Eh bien ! madame, vous êtes charmante, prenez-le comme vous voudrez. (On entend la sonnette.) On sonne de nouveau adieu, je me sauve.

(Il se lève et ouvre la porte.)
LA MARQUISE

Attendez donc, j’avais à vous dire… je ne sais plus ce que c’était… Ah ! passez-vous par hasard du côté de Fossin, dans vos courses ?

LE COMTE

Ce ne sera pas par hasard, madame, si je puis vous être bon à quelque chose.

LA MARQUISE

Encore un compliment ! Mon Dieu, que vous m’ennuyez ! C’est une bague que j’ai cassée ; je pourrais bien l’envoyer tout bonnement, mais c’est qu’il faut que je vous explique. (Elle ôte sa bague de son doigt) Tenez, voyez-vous, c’est le chaton.
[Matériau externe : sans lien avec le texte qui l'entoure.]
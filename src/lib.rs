//! Dodge Block - a single-screen arcade dodging game
//!
//! Core modules:
//! - `sim`: Deterministic simulation (entities, spawning, collisions, game state)
//! - `game`: Session driver (restart cycle, shared RNG, best score)
//! - `renderer`: wgpu rendering pipeline for primitive shapes and text
//! - `audio`: Procedural tone synthesis and playback
//! - `platform`: Frame clock and input mapping
//! - `tuning`: Data-driven game balance

pub mod app;
pub mod audio;
pub mod game;
pub mod highscores;
pub mod platform;
pub mod renderer;
pub mod settings;
pub mod sim;
pub mod tuning;

pub use game::{FrameInput, FrameOutcome, Game};
pub use highscores::SessionResults;
pub use settings::Settings;
pub use tuning::Tuning;

use glam::Vec2;

/// Game configuration constants
pub mod consts {
    /// Canvas dimensions in pixels
    pub const SCREEN_WIDTH: f32 = 600.0;
    pub const SCREEN_HEIGHT: f32 = 500.0;

    /// Fixed update rate
    pub const FRAMES_PER_SECOND: u32 = 60;

    /// Player paddle
    pub const PLAYER_WIDTH: f32 = 50.0;
    pub const PLAYER_HEIGHT: f32 = 50.0;
    /// Gap between the paddle and the bottom edge
    pub const PLAYER_BOTTOM_MARGIN: f32 = 10.0;

    /// Number of drifting background points
    pub const STAR_COUNT: usize = 50;

    /// Audio output format
    pub const SAMPLE_RATE: u32 = 44_100;
    pub const CHANNELS: u16 = 2;
}

/// Axis-aligned rectangle overlap with strict inequalities.
///
/// Rectangles that only share an edge do not overlap.
#[inline]
pub fn aabb_overlap(a_pos: Vec2, a_size: Vec2, b_pos: Vec2, b_size: Vec2) -> bool {
    a_pos.x < b_pos.x + b_size.x
        && a_pos.x + a_size.x > b_pos.x
        && a_pos.y < b_pos.y + b_size.y
        && a_pos.y + a_size.y > b_pos.y
}

/// Convert a pixel-space point (origin top-left, y down) to normalized device coordinates
#[inline]
pub fn pixel_to_ndc(pos: Vec2, viewport: Vec2) -> Vec2 {
    Vec2::new(pos.x / viewport.x * 2.0 - 1.0, 1.0 - pos.y / viewport.y * 2.0)
}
Il y a là une petite pointe, vous voyez bien, n’est-ce pas ? Ça s’ouvrait de côté, par là ; je l’ai heurté ce matin je ne sais où, le ressort a été forcé.

LE COMTE

Dites donc, marquise, sans indiscrétion, il y avait des cheveux là dedans ?

LA MARQUISE

Peut-être bien. Qu’avez-vous à rire ?

LE COMTE

Je ne ris pas le moins du monde.

LA MARQUISE

Vous êtes un impertinent ; ce sont des cheveux de mon mari. Mais je n’entends personne. Qui avait donc sonné encore ?

LE COMTE regardant à la fenêtre.

Une autre petite fille, et un autre carton. Encore un bonnet, je suppose. A propos, avec tout cela, vous me devez une confidence.